▶ _WHAT YOU WILL DO_
Check each line of the data, and copy those where "Atomically" appears.

▶ _RECORDS_
•••

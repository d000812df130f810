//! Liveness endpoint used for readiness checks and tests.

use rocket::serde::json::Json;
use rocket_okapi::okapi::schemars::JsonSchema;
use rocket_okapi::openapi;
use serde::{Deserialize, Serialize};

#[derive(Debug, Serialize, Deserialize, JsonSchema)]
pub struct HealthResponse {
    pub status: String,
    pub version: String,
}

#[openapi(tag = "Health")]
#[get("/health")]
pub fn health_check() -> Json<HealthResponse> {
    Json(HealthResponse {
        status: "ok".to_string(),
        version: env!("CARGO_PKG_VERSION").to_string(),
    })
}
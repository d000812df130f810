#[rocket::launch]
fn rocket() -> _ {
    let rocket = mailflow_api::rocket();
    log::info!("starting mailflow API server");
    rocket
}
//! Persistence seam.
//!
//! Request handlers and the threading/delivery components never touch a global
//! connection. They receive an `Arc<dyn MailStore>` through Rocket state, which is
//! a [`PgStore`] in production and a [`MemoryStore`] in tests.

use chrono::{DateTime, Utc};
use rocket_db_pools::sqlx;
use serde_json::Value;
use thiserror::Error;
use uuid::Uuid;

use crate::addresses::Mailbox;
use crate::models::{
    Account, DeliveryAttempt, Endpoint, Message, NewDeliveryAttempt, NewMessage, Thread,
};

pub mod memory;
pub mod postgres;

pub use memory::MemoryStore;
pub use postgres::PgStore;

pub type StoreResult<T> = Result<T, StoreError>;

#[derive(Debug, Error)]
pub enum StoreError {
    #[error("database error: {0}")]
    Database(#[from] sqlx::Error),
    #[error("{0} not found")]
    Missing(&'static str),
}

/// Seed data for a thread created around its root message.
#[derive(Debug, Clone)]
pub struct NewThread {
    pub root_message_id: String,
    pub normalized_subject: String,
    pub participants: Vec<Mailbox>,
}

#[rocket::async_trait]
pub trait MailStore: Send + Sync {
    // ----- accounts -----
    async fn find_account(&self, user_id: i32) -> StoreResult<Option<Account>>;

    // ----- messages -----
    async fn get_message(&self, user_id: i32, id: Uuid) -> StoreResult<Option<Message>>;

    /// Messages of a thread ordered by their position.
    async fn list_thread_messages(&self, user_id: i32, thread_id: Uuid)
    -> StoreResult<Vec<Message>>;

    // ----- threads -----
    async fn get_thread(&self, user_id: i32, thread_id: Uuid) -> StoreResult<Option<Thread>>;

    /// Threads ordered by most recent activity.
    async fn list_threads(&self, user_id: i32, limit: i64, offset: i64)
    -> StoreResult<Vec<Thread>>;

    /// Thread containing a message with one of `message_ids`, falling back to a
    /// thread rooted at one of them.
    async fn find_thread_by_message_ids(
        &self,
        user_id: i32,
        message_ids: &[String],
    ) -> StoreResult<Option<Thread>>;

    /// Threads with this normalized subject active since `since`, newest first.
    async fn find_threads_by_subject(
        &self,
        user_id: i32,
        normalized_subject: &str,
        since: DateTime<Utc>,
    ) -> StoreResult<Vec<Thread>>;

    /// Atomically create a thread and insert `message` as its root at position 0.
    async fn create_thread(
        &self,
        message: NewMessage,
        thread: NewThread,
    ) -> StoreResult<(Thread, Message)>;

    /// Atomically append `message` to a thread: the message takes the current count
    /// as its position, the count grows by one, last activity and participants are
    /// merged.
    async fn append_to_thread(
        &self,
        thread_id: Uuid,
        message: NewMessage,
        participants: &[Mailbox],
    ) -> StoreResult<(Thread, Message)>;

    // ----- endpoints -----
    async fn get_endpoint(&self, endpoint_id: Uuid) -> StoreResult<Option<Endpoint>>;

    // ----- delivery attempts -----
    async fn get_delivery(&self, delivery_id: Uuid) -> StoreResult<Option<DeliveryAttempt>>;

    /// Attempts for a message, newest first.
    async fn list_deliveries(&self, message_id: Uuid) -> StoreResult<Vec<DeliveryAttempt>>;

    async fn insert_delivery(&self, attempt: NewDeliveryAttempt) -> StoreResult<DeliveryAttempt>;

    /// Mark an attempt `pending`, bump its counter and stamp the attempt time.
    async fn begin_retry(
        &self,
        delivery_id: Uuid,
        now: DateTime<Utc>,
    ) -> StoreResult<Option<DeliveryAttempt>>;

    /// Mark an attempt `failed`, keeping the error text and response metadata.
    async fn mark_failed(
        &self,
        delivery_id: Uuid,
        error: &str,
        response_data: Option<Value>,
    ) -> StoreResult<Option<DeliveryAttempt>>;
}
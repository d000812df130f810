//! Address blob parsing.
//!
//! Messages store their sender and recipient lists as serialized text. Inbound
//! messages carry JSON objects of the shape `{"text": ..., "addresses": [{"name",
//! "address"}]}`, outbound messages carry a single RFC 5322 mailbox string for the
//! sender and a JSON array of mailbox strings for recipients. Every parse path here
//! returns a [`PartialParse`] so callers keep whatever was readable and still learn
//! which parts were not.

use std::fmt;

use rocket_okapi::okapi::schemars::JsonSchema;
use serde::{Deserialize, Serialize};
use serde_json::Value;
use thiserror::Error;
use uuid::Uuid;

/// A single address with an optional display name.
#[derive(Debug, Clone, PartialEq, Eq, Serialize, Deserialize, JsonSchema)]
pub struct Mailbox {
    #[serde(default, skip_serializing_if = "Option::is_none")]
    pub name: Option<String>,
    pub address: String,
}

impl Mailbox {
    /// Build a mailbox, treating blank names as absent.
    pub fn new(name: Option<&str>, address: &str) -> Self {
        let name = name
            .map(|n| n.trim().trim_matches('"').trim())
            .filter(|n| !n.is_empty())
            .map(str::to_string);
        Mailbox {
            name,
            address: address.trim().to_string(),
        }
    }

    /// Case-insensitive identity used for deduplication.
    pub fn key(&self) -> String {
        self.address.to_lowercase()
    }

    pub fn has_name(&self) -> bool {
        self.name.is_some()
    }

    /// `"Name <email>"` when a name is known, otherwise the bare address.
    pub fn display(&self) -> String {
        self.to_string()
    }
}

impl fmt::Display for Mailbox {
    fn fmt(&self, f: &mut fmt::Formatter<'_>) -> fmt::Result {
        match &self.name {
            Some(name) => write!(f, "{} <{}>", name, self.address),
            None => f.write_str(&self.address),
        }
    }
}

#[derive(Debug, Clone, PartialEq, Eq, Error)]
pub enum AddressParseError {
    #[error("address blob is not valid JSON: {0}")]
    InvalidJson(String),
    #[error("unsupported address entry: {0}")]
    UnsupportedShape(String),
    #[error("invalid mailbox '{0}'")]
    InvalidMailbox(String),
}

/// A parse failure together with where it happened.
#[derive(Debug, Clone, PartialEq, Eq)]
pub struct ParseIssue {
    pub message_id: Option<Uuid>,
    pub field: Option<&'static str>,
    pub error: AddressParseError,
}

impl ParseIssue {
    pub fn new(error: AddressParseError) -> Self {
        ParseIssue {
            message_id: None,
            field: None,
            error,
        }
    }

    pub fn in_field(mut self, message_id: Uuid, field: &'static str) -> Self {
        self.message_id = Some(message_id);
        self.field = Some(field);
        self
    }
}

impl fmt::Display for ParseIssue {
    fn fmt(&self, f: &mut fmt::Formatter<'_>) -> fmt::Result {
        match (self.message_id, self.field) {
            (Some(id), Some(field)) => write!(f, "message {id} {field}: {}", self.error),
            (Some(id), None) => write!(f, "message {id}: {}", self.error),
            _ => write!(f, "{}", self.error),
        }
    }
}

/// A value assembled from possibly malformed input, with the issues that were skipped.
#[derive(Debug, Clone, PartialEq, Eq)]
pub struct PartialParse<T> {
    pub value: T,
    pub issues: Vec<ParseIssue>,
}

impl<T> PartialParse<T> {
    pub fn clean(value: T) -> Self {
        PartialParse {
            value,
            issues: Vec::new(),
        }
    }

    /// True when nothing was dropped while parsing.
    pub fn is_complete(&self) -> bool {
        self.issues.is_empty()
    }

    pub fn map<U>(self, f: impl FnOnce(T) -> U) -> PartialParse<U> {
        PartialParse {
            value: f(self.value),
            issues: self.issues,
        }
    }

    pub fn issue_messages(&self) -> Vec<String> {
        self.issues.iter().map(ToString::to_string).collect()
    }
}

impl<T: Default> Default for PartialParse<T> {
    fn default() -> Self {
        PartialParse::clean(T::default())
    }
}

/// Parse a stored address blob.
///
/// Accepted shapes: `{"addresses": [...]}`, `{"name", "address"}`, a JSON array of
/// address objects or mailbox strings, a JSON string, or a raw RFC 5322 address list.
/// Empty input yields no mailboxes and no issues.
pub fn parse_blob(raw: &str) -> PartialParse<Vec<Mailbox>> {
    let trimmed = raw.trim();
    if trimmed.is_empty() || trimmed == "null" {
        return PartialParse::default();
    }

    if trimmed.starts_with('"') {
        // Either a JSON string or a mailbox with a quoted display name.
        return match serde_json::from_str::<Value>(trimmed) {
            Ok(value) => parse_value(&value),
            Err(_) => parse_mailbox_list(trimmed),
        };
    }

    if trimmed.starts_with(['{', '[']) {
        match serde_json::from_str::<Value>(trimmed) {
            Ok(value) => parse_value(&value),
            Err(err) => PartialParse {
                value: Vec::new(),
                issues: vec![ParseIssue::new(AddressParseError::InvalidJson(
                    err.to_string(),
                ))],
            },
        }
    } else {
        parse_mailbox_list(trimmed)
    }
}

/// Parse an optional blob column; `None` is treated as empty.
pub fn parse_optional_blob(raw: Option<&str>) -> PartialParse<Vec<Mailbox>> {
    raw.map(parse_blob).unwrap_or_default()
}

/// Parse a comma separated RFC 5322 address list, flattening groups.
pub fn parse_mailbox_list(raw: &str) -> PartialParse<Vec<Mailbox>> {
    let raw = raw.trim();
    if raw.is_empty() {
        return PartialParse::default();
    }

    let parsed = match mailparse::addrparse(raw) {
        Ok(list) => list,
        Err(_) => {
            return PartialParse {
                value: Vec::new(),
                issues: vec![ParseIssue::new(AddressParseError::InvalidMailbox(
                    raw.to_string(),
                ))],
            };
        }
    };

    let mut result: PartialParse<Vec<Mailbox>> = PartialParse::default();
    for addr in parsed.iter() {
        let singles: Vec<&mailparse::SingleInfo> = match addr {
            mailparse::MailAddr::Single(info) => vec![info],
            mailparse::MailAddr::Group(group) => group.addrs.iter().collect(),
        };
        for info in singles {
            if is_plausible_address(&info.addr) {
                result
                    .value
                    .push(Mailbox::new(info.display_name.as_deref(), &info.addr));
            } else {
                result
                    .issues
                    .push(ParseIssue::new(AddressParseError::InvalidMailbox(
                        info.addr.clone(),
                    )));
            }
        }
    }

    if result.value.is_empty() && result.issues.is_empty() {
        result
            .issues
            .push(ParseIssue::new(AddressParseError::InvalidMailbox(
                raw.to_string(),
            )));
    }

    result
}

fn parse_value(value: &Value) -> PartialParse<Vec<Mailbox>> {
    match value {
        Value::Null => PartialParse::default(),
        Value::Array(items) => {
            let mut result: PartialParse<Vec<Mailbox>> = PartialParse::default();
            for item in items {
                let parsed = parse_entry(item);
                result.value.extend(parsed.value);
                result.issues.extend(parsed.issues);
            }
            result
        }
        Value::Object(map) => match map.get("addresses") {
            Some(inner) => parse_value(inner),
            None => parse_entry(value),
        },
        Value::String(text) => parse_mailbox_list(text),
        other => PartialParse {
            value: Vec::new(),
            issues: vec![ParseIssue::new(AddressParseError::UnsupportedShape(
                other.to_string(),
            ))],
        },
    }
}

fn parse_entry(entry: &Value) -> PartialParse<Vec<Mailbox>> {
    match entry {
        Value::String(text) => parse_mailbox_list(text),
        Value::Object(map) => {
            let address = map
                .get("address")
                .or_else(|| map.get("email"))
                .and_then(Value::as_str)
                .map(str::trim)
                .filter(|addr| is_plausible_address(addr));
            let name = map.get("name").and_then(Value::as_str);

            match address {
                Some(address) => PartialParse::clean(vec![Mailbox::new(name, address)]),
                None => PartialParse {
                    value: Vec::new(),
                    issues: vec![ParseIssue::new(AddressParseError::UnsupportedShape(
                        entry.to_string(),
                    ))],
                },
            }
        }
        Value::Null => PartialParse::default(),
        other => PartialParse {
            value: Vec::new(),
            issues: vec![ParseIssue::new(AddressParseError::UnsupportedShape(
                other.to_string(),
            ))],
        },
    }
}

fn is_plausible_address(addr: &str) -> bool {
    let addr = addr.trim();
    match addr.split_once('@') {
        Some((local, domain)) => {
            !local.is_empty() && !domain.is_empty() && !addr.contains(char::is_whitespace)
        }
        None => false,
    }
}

•••

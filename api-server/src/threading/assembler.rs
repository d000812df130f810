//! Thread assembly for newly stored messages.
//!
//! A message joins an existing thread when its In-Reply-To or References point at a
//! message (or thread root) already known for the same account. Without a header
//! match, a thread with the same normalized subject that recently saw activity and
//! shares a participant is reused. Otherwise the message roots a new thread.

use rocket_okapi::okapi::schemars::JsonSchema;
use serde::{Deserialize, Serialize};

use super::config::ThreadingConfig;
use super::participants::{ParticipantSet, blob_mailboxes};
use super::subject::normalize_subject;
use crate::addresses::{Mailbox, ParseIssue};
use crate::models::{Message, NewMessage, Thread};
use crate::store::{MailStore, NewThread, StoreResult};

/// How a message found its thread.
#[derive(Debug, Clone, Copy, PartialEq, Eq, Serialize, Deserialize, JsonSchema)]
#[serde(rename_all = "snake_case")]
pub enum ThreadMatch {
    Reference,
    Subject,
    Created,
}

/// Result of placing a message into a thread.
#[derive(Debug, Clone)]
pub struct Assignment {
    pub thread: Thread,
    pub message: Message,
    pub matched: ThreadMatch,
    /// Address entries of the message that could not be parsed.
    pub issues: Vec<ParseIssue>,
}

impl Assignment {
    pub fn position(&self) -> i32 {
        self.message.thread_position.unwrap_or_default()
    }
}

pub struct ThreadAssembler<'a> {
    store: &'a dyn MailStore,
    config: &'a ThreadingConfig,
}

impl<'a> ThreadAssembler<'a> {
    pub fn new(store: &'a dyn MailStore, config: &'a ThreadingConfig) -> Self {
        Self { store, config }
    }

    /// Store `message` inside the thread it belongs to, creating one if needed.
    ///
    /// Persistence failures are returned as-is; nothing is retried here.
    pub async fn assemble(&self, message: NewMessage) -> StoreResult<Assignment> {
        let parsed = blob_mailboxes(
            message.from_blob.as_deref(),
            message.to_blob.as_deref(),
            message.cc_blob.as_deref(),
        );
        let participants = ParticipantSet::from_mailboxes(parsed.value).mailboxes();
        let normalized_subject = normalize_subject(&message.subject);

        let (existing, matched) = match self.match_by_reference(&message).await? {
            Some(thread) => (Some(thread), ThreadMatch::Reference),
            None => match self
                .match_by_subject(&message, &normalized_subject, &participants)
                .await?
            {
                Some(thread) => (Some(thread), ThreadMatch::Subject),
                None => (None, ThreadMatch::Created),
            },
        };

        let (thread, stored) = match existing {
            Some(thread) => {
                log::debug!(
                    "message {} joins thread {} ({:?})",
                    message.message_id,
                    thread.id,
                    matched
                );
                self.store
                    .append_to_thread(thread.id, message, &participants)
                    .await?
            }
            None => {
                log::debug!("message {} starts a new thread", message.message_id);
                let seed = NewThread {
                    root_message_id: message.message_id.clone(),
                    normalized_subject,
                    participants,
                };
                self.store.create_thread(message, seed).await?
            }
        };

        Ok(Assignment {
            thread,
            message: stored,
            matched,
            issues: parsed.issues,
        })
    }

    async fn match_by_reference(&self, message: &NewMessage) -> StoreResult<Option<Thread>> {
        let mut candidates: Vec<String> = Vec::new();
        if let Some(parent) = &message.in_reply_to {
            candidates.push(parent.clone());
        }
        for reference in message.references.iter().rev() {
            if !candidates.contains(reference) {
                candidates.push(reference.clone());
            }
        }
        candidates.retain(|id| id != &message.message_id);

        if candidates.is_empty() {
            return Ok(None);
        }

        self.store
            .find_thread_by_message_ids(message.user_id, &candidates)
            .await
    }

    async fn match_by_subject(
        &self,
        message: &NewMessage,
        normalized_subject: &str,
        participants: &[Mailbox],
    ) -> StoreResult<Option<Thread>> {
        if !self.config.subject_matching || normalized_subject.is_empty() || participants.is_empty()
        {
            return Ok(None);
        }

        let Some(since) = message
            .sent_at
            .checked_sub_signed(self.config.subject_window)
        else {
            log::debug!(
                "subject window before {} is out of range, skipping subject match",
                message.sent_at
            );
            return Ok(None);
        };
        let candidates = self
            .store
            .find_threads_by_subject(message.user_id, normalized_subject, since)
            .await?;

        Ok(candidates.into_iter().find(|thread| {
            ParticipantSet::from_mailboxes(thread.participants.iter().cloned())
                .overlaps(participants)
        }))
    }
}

•••

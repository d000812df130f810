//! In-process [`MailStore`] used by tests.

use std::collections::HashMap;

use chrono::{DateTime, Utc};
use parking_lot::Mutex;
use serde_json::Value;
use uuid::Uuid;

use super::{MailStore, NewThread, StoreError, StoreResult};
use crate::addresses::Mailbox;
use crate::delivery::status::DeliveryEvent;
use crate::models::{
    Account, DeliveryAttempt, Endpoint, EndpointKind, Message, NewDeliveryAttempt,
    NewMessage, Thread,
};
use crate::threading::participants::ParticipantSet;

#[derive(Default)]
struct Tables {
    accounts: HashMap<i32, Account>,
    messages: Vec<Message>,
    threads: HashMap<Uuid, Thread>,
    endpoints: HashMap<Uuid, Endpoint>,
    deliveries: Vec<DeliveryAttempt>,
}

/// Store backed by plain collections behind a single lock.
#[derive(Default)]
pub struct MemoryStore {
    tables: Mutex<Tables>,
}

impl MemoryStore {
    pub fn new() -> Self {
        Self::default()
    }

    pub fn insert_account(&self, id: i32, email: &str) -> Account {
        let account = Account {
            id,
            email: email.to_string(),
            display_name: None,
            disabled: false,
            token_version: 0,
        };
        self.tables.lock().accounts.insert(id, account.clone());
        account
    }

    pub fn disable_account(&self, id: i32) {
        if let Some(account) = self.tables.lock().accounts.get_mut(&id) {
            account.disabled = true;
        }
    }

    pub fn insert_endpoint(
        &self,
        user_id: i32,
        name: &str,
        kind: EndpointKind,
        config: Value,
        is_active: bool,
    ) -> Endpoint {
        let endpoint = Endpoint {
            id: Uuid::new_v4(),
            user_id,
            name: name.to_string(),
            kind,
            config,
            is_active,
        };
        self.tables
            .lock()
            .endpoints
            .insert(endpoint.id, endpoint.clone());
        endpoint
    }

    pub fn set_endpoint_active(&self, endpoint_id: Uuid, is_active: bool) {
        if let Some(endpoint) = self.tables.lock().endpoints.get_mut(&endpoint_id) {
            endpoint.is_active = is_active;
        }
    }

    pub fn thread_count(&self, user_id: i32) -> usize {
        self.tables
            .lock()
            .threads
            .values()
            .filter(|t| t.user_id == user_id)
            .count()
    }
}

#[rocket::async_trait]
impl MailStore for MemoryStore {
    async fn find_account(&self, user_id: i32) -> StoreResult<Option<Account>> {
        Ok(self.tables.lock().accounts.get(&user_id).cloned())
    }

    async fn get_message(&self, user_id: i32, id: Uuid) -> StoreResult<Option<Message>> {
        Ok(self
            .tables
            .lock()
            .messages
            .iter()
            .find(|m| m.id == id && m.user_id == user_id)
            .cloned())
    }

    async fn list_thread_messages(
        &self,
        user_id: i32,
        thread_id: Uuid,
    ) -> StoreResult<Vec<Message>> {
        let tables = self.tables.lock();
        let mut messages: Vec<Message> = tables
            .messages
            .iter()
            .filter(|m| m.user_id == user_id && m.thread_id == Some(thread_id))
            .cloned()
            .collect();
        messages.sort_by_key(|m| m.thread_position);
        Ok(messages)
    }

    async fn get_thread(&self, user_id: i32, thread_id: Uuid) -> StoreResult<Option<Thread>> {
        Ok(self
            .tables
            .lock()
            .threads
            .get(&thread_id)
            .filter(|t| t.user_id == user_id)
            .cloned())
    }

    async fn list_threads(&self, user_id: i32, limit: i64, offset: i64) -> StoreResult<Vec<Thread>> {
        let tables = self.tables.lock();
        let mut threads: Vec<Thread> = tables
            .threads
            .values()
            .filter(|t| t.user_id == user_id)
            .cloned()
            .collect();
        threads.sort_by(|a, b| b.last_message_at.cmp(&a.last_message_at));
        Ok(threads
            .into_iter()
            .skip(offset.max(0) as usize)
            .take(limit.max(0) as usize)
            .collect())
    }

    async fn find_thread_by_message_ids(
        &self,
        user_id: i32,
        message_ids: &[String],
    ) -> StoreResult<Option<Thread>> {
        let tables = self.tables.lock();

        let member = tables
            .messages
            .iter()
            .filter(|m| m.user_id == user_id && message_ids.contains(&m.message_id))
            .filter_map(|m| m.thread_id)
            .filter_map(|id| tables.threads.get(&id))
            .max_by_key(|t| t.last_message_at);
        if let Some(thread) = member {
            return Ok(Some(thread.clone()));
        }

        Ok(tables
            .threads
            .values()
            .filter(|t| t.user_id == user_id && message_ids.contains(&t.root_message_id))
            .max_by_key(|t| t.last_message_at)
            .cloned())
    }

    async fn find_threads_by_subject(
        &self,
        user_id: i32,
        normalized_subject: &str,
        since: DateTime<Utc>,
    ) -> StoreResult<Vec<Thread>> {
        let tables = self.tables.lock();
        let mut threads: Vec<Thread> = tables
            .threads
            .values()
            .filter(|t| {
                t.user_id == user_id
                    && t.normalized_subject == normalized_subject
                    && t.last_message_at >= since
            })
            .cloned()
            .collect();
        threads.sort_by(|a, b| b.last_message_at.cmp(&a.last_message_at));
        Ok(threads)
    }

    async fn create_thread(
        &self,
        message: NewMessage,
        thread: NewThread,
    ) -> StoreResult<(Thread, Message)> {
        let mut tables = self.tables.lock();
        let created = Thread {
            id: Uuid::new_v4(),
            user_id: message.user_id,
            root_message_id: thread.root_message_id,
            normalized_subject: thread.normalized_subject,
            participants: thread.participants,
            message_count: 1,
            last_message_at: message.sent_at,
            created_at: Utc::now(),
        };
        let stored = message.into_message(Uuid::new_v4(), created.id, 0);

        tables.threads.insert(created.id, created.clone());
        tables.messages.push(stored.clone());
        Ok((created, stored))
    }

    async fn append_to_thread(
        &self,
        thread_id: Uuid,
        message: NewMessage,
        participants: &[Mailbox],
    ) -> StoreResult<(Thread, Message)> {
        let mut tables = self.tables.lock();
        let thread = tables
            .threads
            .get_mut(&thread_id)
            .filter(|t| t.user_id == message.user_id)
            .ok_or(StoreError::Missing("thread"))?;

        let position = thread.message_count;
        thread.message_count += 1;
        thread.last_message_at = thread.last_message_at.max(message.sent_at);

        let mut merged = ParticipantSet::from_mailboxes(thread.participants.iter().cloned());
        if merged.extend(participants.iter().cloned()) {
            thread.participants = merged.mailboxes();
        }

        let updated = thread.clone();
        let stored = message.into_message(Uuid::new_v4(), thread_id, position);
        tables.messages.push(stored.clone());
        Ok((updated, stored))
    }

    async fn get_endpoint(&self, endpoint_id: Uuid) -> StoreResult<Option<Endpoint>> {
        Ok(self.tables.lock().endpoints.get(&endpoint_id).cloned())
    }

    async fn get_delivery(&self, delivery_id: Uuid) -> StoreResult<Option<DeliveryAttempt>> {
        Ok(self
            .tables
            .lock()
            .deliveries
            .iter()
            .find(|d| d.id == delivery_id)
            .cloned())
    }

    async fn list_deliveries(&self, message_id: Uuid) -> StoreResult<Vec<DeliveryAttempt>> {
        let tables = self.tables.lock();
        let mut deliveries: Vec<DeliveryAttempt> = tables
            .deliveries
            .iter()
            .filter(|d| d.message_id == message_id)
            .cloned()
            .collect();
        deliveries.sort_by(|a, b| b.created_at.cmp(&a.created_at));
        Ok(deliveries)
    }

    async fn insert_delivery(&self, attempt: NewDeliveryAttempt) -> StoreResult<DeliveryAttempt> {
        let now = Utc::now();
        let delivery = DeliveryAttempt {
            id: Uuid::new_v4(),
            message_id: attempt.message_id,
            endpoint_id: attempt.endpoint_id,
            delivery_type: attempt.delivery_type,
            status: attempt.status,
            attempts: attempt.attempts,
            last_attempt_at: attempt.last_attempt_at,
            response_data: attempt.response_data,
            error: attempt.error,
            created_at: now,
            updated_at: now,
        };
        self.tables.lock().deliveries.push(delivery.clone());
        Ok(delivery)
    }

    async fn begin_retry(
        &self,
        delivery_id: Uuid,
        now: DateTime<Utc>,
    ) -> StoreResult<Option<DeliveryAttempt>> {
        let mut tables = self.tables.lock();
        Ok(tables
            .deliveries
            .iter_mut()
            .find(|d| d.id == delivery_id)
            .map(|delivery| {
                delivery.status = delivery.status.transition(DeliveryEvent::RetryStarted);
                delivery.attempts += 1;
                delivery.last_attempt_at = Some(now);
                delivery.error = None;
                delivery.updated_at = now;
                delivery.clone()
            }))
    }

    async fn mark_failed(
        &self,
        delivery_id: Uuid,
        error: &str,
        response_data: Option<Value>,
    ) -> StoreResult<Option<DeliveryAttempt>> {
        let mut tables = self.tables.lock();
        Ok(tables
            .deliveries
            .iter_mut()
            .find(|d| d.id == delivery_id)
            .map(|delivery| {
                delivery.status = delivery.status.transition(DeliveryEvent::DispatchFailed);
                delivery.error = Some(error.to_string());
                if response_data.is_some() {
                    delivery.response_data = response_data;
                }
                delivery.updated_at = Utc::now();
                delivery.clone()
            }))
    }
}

•••

▶ _WRITTEN SOLUTION_
    /// Atomically create a thread and insert `message` as its root at position 0.
    /// Atomically append `message` to a thread: the message takes the current count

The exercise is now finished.